Task goal: Your response should consist solely of the lines from the one containing "mod patient;" through the final line of the entries, repeated exactly.

Exercise input:

//! Request-scoped domain models for asthma risk prediction

mod environment;
mod explanation;
mod patient;
mod risk;

pub use environment::*;
pub use explanation::*;
pub use patient::*;
pub use risk::*;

Output for this task:
mod patient;
mod risk;

pub use environment::*;
pub use explanation::*;
pub use patient::*;
pub use risk::*;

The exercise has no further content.